Decompiling is just not an easily automatable task.

In other words, if it's a one-time deal, just re-write the damn thing in
C. It will be much faster for you to learn the code and re-implement the
functionality in C. Just for the heck of it, after you're done with
that, generate assembly and compare it with your original. You'll see
how dissimilar it'll be.

Jasper Hendriks

unread,
Jan 19, 2000, 3:00:00 AM1/19/00
to

Only T <nobo...@OOPSworldnet.att.net> wrote in message
news:3884...@news.iglou.com...

Hmm I dont agree with you on the conclusion the conversion is a one way
street.
I'm sure its possible to make reasonable C code out of assembly.
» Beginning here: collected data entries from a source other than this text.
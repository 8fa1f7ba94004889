//! # Contextor Pipeline
//!
//! Wires configuration into a running query-augmentation pipeline:
//!
//! ```text
//! query ──► QueryClassifier ──► { HistoryRetriever ∥ WebRetriever } ──► budget ──► prompt
//! ```
//!
//! [`Pipeline::from_config`] builds every collaborator from an
//! [`AppConfig`]; [`Pipeline::new`] accepts pre-built parts for tests and
//! embedders with custom backends.

pub mod classifier;
pub mod context;

#[cfg(test)]
pub(crate) mod test_helpers;

use std::sync::Arc;
use std::time::Duration;

use contextor_chunker::{ChunkStrategy, Chunker, ChunkerConfig};
use contextor_config::{AppConfig, AssemblerConfig, ChunkingConfig};
use contextor_core::error::{AssemblyError, IndexError};
use contextor_core::{
    AssembledContext, ClassificationDecision, ConversationStore, HeuristicTokenizer, Tokenizer,
    VectorIndex,
};
use contextor_history::{BuildStats, HistoryRetriever, InMemoryVectorIndex, IndexStatus, JsonDirStore};
use contextor_providers::{build_embedder, build_language_model};
use contextor_web::WebRetriever;
use tracing::info;

pub use classifier::{Classification, QueryClassifier};
pub use context::{ContextAssembler, RetrievalLimits};

/// Chunker limits from the `[chunking]` config section.
pub fn chunker_config(config: &ChunkingConfig) -> ChunkerConfig {
    ChunkerConfig {
        max_chunk_size: config.max_chunk_size,
        overlap_size: config.overlap_size,
        turns_per_chunk: config.turns_per_chunk,
        time_window_hours: config.time_window_hours,
    }
}

pub struct Pipeline {
    assembler: ContextAssembler,
    history: Arc<HistoryRetriever>,
    defaults: AssemblerConfig,
}

impl Pipeline {
    pub fn new(assembler: ContextAssembler, history: Arc<HistoryRetriever>, defaults: AssemblerConfig) -> Self {
        Self {
            assembler,
            history,
            defaults,
        }
    }

    /// Build the pipeline described by `config`. Nothing is contacted
    /// here; the history index is built on first use.
    pub fn from_config(config: &AppConfig) -> contextor_core::Result<Self> {
        config
            .validate()
            .map_err(|e| contextor_core::Error::Config { message: e.to_string() })?;

        let tokenizer: Arc<dyn Tokenizer> = Arc::new(HeuristicTokenizer);
        let embedder = build_embedder(&config.embedding)?;
        let model = build_language_model(&config.llm)?;

        let store: Arc<dyn ConversationStore> = Arc::new(JsonDirStore::new(config.store.chat_dir.clone()));
        let index: Box<dyn VectorIndex> = match &config.store.index_path {
            Some(path) => Box::new(InMemoryVectorIndex::persistent(path.clone())),
            None => Box::new(InMemoryVectorIndex::new()),
        };
        let chunker = Chunker::new(chunker_config(&config.chunking))?;

        let history = Arc::new(HistoryRetriever::new(
            store,
            embedder,
            tokenizer.clone(),
            index,
            chunker,
            config.chunking.strategy,
        ));

        let web = if config.web.enabled {
            Some(WebRetriever::from_config(&config.web, tokenizer)?)
        } else {
            None
        };

        let classifier = QueryClassifier::new(
            model,
            Duration::from_secs(config.llm.classify_timeout_secs),
        )
        .with_temperature(config.llm.classify_temperature);

        let limits = RetrievalLimits {
            history_k: config.retrieval.history_k,
            web_results: config.retrieval.web_results,
            web_max_chars: config.retrieval.web_max_chars,
        };

        info!(
            chat_dir = %config.store.chat_dir.display(),
            strategy = %config.chunking.strategy,
            llm = ?config.llm.kind,
            web = config.web.enabled,
            "Pipeline ready"
        );

        Ok(Self::new(
            ContextAssembler::new(classifier, history.clone(), web, limits),
            history,
            config.assembler.clone(),
        ))
    }

    pub async fn assemble(
        &self,
        query: &str,
        max_tokens: usize,
        min_similarity: f32,
    ) -> Result<AssembledContext, AssemblyError> {
        self.assembler.assemble(query, max_tokens, min_similarity).await
    }

    /// Assemble with the configured token budget and similarity floor.
    pub async fn assemble_default(&self, query: &str) -> Result<AssembledContext, AssemblyError> {
        self.assemble(query, self.defaults.max_tokens, self.defaults.min_similarity)
            .await
    }

    pub async fn assemble_with(
        &self,
        query: &str,
        decision: ClassificationDecision,
        max_tokens: usize,
        min_similarity: f32,
    ) -> Result<AssembledContext, AssemblyError> {
        self.assembler
            .assemble_with(query, decision, max_tokens, min_similarity)
            .await
    }

    pub async fn classify(&self, query: &str) -> Classification {
        self.assembler.classifier().classify(query).await
    }

    pub async fn rebuild_index(&self) -> Result<BuildStats, IndexError> {
        self.history.rebuild_index().await
    }

    pub async fn status(&self) -> Result<IndexStatus, IndexError> {
        self.history.status().await
    }

    pub fn defaults(&self) -> &AssemblerConfig {
        &self.defaults
    }
}

/// Store and chunker for offline inspection of the corpus, built the same
/// way the pipeline builds them.
pub fn corpus_tools(
    config: &AppConfig,
) -> contextor_core::Result<(JsonDirStore, Chunker, ChunkStrategy)> {
    let chunker = Chunker::new(chunker_config(&config.chunking))?;
    Ok((
        JsonDirStore::new(config.store.chat_dir.clone()),
        chunker,
        config.chunking.strategy,
    ))
}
After all,
why do you think C code is just a series of assembly instructions. Ok so one
has many optimizations in the asm output (one must be stupid to add debug
info if u want to convert to C code), but for instance a loop stays a loop
and a compare a compare, I can imagine a program that recognises all kind of
asm constructs and converts them to a C construct.
The point made by someone else, that is a printf instruction will result in
many assembly instructions is not a fair comparison. In the assembly output
of the C code, the printf will just be a serie of pushes followed by a jsr
and pops from stack. I dont see why one should look at the asm code of the
printf in the same way one doesnt look at the implementation of the printf
instruction in the C compiler. Its obvious if one pushes a text on stack and
output occurs, one deals with some printf instruction.

Regards,

Jasper

Kevin D. Quitt

unread,
Jan 19, 2000, 3:00:00 AM1/19/00
to

A good optimizer is likely to turn your well-crafted, highly-structured
code into a pile of spaghetti by reusing code segments. It is, in fact,
extremely difficult to properly disassemble - precisely as difficult as
translating from any human language to another.

Kevin D. Quitt

unread,
Jan 19, 2000, 3:00:00 AM1/19/00
to

On Tue, 18 Jan 2000 03:53:58 GMT, DONT.qed...@pobox.com (Paul Hsieh)
wrote:

>You should look up the "FLIRT" technology used in IDA Pro. It may make
>you change your mind about such things.

I was referring specifically to exe2c rather than decompilers in general.
I'm of the opinion that "reasonably good but not perfect" decompilation is
possible. Even so, decompilation will rarely be practical. It will
almost always be faster to treat it like a black box and rewrite it from
scratch.

Jerry Coffin

unread,
Jan 20, 2000, 3:00:00 AM1/20/00
to
In article <s8c5se...@corp.supernews.com>, KQu...@IEEInc.com
says...

>
> A good optimizer is likely to turn your well-crafted, highly-structured
> code into a pile of spaghetti by reusing code segments. It is, in fact,
> extremely difficult to properly disassemble - precisely as difficult as
> translating from any human language to another.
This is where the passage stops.